If a line in the data holds the string "DelFlowState", list it.

Record extracts:
Segment Open
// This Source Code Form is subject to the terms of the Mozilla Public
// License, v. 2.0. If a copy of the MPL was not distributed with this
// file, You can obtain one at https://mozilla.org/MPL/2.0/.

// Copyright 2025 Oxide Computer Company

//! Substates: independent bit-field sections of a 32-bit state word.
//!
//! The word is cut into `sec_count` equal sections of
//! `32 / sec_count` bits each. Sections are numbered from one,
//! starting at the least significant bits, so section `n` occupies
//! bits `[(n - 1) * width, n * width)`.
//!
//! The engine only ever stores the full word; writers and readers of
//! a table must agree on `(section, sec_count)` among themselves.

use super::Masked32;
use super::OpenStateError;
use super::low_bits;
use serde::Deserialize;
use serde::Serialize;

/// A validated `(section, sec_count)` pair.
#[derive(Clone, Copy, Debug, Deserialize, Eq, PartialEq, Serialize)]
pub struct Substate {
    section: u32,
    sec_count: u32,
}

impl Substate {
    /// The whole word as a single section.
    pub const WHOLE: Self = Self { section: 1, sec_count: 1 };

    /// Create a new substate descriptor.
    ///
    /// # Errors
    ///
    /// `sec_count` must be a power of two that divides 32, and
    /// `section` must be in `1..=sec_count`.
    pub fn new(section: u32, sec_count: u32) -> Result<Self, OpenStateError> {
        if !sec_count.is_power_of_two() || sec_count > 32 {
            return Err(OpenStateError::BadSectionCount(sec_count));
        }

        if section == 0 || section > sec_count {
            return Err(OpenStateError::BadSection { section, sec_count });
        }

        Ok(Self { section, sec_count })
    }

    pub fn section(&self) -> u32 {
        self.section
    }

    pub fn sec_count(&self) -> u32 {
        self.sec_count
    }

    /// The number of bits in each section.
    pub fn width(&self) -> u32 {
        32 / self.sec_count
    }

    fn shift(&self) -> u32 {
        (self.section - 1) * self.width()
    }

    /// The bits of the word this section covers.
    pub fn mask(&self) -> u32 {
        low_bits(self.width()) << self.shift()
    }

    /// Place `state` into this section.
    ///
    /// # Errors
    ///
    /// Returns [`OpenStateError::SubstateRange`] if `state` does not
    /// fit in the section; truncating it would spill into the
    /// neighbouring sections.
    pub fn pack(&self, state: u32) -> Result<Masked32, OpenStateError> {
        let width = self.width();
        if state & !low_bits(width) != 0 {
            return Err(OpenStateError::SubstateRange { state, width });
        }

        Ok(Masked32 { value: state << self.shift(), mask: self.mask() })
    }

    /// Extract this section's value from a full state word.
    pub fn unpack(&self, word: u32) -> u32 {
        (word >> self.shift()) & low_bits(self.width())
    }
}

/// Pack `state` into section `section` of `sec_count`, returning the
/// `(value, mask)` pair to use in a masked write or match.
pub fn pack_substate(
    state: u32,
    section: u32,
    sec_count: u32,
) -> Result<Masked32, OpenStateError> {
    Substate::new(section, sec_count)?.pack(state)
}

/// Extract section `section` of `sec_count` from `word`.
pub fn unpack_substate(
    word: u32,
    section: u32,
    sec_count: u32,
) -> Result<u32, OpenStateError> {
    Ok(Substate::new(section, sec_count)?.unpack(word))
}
Segment Closed
Segment Open
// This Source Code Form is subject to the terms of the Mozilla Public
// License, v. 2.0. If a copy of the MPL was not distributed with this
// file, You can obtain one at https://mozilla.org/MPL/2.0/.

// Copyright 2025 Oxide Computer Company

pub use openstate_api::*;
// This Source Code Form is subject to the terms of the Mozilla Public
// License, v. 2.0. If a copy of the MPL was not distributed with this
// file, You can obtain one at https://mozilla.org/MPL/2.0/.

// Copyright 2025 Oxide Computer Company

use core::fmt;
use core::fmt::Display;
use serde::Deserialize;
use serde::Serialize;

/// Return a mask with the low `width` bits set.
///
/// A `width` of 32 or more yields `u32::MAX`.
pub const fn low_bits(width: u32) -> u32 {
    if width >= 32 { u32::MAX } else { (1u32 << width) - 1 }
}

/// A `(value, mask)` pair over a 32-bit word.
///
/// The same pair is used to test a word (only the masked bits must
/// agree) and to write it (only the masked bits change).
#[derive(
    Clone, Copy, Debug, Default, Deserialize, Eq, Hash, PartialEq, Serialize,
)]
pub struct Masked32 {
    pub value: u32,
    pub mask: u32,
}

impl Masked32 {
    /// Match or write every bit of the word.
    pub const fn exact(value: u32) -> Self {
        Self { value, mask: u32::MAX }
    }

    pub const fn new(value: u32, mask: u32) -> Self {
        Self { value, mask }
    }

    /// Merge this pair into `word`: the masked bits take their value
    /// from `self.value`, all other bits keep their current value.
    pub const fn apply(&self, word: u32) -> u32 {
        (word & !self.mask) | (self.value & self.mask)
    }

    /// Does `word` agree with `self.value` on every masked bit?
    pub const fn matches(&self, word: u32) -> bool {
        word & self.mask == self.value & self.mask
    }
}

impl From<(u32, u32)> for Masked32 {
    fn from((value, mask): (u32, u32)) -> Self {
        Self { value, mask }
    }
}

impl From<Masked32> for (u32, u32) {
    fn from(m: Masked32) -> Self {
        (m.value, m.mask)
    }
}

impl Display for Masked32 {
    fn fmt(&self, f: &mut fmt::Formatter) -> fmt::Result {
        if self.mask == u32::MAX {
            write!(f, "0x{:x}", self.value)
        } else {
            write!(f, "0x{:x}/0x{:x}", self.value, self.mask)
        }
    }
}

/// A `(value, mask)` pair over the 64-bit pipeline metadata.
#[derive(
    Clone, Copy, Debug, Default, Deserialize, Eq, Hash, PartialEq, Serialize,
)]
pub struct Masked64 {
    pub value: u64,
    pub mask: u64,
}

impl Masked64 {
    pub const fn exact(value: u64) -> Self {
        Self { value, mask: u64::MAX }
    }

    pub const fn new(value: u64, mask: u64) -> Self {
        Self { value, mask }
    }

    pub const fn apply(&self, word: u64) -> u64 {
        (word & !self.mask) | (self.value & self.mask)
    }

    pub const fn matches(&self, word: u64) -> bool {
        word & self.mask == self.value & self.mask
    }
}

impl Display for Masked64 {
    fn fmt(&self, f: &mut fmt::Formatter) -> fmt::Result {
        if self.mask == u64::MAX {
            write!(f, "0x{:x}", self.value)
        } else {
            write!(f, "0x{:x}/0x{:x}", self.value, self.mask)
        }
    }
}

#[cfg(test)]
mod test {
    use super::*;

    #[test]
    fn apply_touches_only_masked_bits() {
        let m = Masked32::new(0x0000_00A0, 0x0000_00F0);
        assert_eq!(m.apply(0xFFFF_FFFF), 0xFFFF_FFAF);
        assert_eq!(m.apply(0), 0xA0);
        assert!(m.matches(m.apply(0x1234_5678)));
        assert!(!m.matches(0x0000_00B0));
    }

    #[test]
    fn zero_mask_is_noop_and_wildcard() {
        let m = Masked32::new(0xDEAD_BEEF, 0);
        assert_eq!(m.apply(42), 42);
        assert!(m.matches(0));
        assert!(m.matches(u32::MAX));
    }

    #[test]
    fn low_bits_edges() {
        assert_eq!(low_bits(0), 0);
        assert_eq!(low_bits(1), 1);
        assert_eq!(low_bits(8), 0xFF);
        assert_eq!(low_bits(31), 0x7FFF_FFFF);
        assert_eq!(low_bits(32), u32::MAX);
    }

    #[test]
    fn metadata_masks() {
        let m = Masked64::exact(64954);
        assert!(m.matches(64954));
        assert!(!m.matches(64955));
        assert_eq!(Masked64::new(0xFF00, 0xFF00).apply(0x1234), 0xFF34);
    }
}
Segment Closed
Segment Open
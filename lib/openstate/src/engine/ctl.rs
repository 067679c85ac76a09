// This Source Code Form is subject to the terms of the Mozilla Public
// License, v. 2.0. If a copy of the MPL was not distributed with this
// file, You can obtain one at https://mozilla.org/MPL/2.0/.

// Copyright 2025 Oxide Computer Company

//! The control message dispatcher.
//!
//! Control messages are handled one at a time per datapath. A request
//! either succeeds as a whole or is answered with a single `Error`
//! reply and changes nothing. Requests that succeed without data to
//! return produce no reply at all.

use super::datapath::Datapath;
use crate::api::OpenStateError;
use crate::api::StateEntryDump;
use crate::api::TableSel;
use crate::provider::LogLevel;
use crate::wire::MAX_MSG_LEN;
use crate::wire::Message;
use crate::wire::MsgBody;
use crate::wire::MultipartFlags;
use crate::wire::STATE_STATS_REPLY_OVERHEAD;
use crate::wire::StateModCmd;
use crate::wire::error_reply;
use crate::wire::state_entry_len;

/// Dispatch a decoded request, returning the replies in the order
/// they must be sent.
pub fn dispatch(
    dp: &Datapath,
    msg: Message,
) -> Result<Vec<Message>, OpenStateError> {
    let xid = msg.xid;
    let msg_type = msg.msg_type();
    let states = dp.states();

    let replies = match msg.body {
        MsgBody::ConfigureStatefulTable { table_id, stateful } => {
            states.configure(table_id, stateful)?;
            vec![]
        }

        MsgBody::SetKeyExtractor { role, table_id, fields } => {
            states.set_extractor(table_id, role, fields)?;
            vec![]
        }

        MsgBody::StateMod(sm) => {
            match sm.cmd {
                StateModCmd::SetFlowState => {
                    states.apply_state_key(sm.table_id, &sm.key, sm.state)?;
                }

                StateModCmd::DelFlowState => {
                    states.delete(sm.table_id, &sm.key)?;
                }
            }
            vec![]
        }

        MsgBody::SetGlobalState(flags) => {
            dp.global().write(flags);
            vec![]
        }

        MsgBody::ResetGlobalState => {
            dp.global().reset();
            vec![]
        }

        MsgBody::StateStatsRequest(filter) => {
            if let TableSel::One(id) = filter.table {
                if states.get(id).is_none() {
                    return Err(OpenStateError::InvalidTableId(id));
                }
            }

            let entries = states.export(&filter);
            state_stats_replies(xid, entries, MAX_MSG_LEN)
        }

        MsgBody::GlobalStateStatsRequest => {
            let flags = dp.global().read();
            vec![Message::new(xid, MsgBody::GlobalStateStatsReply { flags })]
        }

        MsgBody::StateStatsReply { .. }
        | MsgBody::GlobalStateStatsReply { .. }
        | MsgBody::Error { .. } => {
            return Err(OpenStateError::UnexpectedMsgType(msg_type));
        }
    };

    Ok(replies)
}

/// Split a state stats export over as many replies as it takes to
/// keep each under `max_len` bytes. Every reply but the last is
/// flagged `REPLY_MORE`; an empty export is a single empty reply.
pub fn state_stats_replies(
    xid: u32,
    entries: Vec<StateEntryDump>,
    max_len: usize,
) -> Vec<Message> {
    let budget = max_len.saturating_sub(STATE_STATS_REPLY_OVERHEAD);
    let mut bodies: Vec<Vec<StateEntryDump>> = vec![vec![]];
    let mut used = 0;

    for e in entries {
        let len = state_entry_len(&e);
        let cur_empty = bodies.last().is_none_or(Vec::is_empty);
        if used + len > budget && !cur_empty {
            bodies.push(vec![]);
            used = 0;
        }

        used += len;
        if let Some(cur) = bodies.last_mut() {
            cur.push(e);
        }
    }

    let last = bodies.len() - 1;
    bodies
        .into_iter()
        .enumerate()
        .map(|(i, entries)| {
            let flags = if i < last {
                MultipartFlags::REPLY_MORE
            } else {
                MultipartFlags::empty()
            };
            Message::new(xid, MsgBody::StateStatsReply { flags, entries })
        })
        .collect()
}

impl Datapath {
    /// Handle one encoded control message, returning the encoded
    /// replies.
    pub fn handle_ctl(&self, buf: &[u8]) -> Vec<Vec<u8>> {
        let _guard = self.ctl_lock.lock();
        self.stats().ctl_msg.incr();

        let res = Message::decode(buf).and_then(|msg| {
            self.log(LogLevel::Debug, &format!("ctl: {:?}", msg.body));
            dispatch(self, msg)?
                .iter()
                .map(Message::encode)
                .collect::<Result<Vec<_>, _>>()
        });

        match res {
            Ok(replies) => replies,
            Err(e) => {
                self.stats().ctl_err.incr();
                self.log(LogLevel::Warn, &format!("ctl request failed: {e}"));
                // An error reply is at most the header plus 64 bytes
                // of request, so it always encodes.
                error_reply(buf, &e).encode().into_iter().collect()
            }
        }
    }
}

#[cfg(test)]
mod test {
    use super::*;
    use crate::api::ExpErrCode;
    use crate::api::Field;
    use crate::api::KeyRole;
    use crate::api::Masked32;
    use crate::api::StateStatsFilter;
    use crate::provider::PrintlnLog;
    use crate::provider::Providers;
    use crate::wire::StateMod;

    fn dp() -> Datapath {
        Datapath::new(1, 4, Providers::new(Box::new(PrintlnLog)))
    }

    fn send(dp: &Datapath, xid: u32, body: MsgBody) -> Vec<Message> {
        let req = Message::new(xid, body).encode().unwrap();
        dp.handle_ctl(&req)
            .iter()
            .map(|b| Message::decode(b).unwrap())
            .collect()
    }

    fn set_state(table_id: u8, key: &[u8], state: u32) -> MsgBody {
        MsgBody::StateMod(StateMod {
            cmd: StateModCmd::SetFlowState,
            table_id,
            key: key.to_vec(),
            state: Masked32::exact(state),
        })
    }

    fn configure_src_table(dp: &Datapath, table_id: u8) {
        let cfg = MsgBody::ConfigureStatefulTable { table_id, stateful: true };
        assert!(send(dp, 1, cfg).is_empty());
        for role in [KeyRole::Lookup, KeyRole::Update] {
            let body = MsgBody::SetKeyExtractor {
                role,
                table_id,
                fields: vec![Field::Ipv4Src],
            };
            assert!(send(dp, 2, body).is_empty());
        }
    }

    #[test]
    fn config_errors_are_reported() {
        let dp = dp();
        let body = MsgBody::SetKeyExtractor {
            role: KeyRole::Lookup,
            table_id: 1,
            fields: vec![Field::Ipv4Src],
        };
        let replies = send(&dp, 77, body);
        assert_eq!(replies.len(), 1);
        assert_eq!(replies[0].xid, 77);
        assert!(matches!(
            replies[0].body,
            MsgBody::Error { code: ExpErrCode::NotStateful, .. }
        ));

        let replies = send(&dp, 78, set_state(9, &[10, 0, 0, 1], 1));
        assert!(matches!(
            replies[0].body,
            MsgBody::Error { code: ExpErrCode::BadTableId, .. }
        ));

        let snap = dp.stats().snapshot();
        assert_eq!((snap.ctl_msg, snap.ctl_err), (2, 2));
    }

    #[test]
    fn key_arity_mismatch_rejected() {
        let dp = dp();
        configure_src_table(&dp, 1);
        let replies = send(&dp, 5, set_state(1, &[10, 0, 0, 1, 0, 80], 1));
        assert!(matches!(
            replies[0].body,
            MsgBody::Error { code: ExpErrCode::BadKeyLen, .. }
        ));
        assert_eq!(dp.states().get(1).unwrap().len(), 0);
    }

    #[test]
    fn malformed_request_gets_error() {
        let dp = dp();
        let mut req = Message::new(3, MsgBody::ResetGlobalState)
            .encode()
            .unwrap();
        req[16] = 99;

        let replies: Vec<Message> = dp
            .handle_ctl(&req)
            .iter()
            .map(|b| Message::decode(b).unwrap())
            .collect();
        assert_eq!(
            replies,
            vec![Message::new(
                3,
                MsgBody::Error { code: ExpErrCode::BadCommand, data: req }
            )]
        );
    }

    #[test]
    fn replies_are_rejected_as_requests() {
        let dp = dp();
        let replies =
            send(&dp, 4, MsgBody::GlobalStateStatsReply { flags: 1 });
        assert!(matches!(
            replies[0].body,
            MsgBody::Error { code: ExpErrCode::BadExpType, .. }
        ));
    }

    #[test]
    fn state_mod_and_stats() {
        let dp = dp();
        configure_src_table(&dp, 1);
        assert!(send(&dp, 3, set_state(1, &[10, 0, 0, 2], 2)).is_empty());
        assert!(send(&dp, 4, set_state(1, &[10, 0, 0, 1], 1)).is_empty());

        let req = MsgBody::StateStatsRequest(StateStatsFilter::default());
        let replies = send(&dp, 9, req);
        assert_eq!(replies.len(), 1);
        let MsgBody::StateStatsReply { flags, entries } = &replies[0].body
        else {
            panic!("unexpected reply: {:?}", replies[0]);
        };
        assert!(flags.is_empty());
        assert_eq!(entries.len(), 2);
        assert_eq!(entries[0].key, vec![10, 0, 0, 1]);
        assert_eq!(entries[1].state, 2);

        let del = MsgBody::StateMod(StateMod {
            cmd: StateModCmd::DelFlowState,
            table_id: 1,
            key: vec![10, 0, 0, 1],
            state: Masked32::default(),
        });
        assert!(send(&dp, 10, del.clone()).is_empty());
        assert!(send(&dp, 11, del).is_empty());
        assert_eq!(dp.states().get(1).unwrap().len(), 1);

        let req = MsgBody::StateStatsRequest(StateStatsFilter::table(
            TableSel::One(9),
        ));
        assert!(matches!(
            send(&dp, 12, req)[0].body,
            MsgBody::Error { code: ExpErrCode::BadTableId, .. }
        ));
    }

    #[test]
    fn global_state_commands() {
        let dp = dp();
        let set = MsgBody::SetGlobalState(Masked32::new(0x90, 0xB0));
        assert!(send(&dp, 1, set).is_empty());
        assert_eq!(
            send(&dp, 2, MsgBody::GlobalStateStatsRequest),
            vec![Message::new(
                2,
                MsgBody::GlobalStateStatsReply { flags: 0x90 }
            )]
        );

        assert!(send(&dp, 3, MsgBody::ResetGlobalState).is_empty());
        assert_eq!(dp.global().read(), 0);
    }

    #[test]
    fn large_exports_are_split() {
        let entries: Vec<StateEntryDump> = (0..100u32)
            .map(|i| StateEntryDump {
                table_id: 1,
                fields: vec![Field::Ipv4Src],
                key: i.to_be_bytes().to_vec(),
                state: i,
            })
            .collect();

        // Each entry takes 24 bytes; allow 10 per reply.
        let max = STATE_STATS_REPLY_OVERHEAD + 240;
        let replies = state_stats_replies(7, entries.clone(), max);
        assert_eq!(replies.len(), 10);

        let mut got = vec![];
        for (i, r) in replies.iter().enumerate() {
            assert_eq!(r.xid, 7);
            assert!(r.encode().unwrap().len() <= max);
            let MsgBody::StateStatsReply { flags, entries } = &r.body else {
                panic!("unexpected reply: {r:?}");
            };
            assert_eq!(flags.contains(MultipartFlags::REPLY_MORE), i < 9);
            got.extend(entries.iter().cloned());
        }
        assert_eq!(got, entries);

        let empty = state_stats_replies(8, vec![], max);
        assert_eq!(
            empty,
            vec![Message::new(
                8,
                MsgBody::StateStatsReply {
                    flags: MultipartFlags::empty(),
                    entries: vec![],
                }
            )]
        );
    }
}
Segment Closed
Answer section:
                StateModCmd::DelFlowState => {
            cmd: StateModCmd::DelFlowState,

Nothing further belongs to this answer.